◆ **WORK TO COMPLETE**
Show each line from the records below in which the word "when" occurs.

[Saved entries]
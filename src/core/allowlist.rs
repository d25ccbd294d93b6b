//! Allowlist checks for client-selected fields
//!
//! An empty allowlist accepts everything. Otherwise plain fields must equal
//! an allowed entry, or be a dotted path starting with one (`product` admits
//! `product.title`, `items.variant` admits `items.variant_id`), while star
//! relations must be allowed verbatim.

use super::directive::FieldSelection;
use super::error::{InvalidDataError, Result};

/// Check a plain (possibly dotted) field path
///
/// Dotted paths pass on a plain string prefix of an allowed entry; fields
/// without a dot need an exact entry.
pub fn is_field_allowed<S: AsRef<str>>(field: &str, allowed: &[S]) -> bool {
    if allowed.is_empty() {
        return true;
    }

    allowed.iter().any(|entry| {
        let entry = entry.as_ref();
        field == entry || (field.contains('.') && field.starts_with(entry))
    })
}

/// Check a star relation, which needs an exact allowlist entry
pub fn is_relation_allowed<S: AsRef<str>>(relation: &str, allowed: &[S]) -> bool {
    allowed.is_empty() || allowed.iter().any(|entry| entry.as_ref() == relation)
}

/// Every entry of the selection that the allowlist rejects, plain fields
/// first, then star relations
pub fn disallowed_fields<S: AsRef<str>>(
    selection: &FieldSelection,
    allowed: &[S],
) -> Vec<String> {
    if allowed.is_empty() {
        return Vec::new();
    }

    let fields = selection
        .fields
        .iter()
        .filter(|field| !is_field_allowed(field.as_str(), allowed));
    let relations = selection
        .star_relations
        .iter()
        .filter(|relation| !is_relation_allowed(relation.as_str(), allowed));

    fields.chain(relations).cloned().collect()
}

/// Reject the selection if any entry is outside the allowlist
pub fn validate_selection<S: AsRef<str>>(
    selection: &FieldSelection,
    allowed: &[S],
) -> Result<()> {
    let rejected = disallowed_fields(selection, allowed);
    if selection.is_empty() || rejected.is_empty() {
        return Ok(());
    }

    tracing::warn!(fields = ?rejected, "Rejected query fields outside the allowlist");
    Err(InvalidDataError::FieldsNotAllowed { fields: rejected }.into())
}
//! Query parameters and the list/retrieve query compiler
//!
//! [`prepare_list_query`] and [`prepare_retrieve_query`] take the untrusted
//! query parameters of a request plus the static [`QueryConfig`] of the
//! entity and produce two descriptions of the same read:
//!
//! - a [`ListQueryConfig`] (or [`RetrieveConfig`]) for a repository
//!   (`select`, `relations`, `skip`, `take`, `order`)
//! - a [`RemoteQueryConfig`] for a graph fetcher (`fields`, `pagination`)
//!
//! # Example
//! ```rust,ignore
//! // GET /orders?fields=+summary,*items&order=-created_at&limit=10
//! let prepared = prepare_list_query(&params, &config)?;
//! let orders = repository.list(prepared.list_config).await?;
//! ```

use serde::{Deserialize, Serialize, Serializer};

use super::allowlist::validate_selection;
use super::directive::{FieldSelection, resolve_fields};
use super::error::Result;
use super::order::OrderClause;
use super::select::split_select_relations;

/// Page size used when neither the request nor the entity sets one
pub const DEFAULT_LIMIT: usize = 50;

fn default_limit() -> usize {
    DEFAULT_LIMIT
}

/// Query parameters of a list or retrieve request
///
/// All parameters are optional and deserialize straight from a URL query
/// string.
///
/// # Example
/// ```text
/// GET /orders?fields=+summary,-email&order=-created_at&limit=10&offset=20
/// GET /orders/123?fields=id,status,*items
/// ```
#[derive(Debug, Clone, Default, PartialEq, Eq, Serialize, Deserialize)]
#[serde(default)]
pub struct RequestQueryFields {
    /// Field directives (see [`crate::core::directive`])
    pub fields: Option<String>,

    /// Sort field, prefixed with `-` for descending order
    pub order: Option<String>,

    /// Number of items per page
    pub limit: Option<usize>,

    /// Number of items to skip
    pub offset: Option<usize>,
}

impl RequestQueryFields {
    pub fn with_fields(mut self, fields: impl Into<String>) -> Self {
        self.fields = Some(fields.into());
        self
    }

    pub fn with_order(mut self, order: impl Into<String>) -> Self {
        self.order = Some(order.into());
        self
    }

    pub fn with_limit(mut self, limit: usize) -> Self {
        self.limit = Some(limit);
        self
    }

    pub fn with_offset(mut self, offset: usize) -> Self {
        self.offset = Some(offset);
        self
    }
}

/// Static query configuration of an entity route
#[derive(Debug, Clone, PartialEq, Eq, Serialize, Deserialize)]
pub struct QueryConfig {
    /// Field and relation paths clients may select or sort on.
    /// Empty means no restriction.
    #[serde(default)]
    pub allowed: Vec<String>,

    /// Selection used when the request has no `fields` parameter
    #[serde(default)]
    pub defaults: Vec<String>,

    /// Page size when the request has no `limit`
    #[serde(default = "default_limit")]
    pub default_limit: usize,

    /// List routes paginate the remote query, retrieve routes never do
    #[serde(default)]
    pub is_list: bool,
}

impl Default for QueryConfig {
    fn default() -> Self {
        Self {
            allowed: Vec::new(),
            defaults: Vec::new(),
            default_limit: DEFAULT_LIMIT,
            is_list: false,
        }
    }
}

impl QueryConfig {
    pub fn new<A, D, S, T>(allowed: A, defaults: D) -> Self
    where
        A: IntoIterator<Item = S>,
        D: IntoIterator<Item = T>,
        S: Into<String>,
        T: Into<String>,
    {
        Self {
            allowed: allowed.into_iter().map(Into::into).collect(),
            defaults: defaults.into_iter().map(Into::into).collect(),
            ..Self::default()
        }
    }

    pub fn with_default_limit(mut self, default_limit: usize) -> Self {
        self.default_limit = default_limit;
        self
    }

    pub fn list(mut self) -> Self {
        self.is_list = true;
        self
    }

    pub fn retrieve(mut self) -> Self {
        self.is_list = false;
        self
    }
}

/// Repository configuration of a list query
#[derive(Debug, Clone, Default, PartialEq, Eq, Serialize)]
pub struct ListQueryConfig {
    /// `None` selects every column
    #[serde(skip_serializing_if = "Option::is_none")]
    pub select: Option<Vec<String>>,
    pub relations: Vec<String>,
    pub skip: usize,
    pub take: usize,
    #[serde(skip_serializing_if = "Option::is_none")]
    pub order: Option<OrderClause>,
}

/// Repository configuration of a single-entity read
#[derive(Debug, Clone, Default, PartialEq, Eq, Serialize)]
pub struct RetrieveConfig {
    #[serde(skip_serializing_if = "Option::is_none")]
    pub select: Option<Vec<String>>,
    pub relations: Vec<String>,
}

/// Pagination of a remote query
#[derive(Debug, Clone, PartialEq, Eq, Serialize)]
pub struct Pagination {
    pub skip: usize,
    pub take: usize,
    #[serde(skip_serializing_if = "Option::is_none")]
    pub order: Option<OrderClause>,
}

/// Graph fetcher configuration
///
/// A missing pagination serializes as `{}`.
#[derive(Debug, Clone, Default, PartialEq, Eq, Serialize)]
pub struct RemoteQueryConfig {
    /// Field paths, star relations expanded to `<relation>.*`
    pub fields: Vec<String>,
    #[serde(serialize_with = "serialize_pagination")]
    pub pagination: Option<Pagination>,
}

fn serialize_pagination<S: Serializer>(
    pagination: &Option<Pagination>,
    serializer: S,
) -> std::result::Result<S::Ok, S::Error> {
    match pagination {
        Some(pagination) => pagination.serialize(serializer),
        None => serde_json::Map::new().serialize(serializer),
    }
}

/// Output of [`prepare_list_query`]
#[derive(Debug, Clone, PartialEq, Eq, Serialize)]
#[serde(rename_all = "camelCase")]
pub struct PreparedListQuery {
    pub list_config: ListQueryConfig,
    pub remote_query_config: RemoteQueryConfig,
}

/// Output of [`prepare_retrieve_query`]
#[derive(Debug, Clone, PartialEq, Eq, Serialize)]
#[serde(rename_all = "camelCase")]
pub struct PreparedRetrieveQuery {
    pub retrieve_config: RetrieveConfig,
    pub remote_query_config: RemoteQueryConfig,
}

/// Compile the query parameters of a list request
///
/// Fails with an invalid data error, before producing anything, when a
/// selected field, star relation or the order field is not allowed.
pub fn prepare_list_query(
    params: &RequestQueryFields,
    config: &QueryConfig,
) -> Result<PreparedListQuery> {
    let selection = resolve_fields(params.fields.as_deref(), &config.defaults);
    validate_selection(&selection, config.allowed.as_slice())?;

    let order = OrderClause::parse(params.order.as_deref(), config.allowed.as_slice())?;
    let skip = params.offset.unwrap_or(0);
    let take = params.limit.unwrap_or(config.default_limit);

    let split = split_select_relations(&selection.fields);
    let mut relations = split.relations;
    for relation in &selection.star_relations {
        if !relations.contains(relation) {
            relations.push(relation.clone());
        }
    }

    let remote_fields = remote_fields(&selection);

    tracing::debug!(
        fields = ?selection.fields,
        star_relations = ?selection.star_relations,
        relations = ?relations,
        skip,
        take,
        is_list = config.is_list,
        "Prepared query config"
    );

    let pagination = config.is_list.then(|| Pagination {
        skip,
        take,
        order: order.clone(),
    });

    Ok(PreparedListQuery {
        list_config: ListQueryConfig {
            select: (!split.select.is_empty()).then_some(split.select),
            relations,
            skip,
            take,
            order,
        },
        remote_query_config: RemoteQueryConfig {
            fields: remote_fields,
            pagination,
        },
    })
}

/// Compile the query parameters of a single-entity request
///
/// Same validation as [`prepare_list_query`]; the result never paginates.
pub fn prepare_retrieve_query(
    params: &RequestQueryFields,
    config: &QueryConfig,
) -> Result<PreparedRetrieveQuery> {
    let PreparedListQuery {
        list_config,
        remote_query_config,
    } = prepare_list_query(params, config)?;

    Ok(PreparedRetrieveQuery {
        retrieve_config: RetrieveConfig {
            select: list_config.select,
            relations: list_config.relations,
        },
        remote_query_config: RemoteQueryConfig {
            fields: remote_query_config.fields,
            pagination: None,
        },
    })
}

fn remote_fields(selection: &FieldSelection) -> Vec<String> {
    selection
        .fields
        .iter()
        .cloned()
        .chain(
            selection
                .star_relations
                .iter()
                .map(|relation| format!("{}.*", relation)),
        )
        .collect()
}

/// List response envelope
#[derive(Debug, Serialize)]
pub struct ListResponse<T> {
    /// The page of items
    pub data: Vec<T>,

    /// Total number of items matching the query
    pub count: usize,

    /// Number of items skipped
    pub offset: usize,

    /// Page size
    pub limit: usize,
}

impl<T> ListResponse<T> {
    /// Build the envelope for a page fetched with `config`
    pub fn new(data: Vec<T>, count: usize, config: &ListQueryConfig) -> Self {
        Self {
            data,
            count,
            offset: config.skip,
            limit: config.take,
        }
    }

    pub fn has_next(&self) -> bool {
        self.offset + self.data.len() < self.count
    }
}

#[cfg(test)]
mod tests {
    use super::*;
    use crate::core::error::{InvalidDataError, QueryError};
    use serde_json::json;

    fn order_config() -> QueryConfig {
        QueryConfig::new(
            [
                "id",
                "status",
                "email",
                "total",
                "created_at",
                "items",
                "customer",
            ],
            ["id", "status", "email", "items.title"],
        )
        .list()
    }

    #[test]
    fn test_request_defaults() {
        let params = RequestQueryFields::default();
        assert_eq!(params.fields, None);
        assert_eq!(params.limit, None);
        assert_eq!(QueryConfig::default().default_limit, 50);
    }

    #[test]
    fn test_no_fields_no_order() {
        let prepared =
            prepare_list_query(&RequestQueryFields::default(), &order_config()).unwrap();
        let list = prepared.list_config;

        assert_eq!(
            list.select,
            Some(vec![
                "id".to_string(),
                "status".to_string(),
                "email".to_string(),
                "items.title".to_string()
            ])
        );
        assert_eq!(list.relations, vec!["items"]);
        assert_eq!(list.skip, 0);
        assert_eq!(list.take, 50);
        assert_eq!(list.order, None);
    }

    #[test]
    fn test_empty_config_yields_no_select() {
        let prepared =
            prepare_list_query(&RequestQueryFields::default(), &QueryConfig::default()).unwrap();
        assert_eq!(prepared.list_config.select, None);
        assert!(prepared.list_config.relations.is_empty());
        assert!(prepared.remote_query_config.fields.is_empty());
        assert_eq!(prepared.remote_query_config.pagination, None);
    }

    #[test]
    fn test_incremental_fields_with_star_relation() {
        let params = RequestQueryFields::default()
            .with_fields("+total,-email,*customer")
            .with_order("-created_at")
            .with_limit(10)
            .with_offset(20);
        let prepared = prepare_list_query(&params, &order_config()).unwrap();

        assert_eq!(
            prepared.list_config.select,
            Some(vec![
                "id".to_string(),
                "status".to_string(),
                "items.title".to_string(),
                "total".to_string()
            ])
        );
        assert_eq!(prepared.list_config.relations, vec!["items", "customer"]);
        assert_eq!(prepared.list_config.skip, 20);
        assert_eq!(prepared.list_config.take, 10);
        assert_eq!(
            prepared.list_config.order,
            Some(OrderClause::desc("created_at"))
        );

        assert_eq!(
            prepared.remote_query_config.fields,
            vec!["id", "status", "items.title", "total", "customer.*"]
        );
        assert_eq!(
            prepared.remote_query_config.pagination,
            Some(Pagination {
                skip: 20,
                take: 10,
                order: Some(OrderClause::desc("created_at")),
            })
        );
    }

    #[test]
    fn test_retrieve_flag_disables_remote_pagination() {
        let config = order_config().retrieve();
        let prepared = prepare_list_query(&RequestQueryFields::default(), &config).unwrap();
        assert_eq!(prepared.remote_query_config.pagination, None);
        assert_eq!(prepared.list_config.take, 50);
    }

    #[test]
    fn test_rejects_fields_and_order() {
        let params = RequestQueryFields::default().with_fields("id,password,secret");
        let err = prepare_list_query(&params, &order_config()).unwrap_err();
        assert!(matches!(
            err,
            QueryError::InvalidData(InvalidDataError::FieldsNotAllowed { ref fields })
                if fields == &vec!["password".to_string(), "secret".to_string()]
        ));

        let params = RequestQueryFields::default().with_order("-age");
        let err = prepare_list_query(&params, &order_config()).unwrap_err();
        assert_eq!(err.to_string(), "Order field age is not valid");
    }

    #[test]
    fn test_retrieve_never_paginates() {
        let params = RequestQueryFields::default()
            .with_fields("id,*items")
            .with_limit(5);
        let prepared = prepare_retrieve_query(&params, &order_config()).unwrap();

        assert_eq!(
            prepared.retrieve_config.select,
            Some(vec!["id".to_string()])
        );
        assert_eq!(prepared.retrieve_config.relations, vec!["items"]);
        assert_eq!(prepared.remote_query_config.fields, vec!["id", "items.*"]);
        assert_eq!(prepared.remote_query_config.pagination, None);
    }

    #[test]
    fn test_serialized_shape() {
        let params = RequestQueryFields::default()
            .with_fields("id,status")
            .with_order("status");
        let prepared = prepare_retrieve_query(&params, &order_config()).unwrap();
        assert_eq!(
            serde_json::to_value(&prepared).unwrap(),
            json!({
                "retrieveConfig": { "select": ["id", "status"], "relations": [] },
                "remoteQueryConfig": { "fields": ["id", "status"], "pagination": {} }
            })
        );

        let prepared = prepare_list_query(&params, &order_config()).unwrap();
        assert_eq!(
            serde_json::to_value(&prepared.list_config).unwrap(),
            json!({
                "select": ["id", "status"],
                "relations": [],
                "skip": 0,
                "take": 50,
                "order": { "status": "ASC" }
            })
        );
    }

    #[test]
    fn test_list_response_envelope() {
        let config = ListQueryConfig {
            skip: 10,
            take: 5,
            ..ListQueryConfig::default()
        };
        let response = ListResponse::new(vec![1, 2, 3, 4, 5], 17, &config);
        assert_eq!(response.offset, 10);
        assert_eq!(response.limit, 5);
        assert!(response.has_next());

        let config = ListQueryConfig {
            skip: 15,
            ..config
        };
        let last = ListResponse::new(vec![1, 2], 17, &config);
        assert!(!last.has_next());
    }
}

◆ **WRITTEN RESPONSE**
/// Page size used when neither the request nor the entity sets one
    /// Selection used when the request has no `fields` parameter
    /// Page size when the request has no `limit`
/// Fails with an invalid data error, before producing anything, when a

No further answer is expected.